As expected, and found in many studies, serum albumin concentrations were inversely associated with decline in eGFR and high risk of adverse renal outcomes [34–37]. Similarly, the inverse relationship between haemoglobin and decline in eGFR and poor renal outcomes is expected.
Our current study showed no association of concentrations of WBC and RBC with annual decline in eGFR and renal outcomes. The potential role of the neutrophil/lymphocyte ratio could not be assessed because these variables were not available among the data. Recent studies have demonstrated mixed results on the predictive role of WBC on decline of eGFR in the people with CKD. Some studies have showed that elevated WBC count was a strong predictor of kidney function decline [5], high monocyte count was significantly associated with risks of incident CKD and CKD progression to ESKD [6] and low WBC count was independently associated with CKD progression in the elderly [38]. Other studies have demonstrated the potential role of the high neutrophil/lymphocyte ratio as a predictor of poor renal outcomes [7, 8]. However, in a study of inflammatory markers including hsCRP, WBC count and ferritin, hsCRP and ferritin stratified by albumin associated with RRT and rapid renal progression, but WBC count was not associated with renal outcomes [39]. These mixed results suggest the need for further studies on this potential association of WBC with renal outcomes.

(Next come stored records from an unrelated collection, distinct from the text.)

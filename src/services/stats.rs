//! Statistics service

use crate::{
    config::CatalogConfig,
    error::AppResult,
    models::{CatalogStats, RecordField},
    query::RecordFilter,
    repository::Repository,
};

#[derive(Clone)]
pub struct StatsService {
    repository: Repository,
    settings: CatalogConfig,
}

impl StatsService {
    pub fn new(repository: Repository, settings: CatalogConfig) -> Self {
        Self {
            repository,
            settings,
        }
    }

    /// Collection-wide aggregates for the dashboard.
    ///
    /// Each aggregate is an independent read; they are not taken from a
    /// single snapshot.
    pub async fn get_stats(&self) -> AppResult<CatalogStats> {
        let store = &self.repository.livres;
        let all = RecordFilter::new();

        let (total_livres, top_auteurs, types_documents, reservations_par_type, disponibilite_par_type) =
            tokio::try_join!(
                store.count(&all),
                store.count_by(RecordField::Author, Some(self.settings.top_authors)),
                store.count_by(RecordField::DocumentType, None),
                store.reservations_by_type(),
                store.availability_by_type(),
            )?;

        Ok(CatalogStats {
            total_livres,
            top_auteurs,
            types_documents,
            reservations_par_type,
            disponibilite_par_type,
        })
    }
}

Our analysis showed no association between RBC counts and annual decline in eGFR and renal outcomes after adjusting for other covariates. In our study, we did not have data on red blood cell distribution width (RDW), a measure of the range of variation of RBC volume. The association of red blood cell count and progression of renal disease remains poorly understood. Most studies have demonstrated the shortened life span of red blood cells with progression of CKD [40–42]. Studies have also suggested the predictive value of RDW, for cardiovascular and risk of CKD and renal outcomes [43, 44]. Therefore, further studies of the association between renal outcomes and RBC counts and RDW are needed.
Limitations
There were some limitations to our study. There was no data on AST, viral hepatitis, history of liver disease, which would need to be used in the adjustment for the potential role of the liver function tests (ALT, GGT, ALP, Albumin and bilirubin) in the Cox model. This will need further exploration as studies have indicated the association of liver disease with progressing of CKD [45–47]. The absence of other parameters of the FBC indices, such as the differential WBC and red RDW, meant that we were unable to corroborate the details of the association of these indices with eGFR decline and renal outcomes.
The small number of participants in the study who reached the renal outcomes potentially limited the power to detect the associations and increased the lack of precision of estimates for the associations. The median follow-up of 3.1 years was relatively short, and the ongoing long-term follow-up will provide more robust assessment of these associations.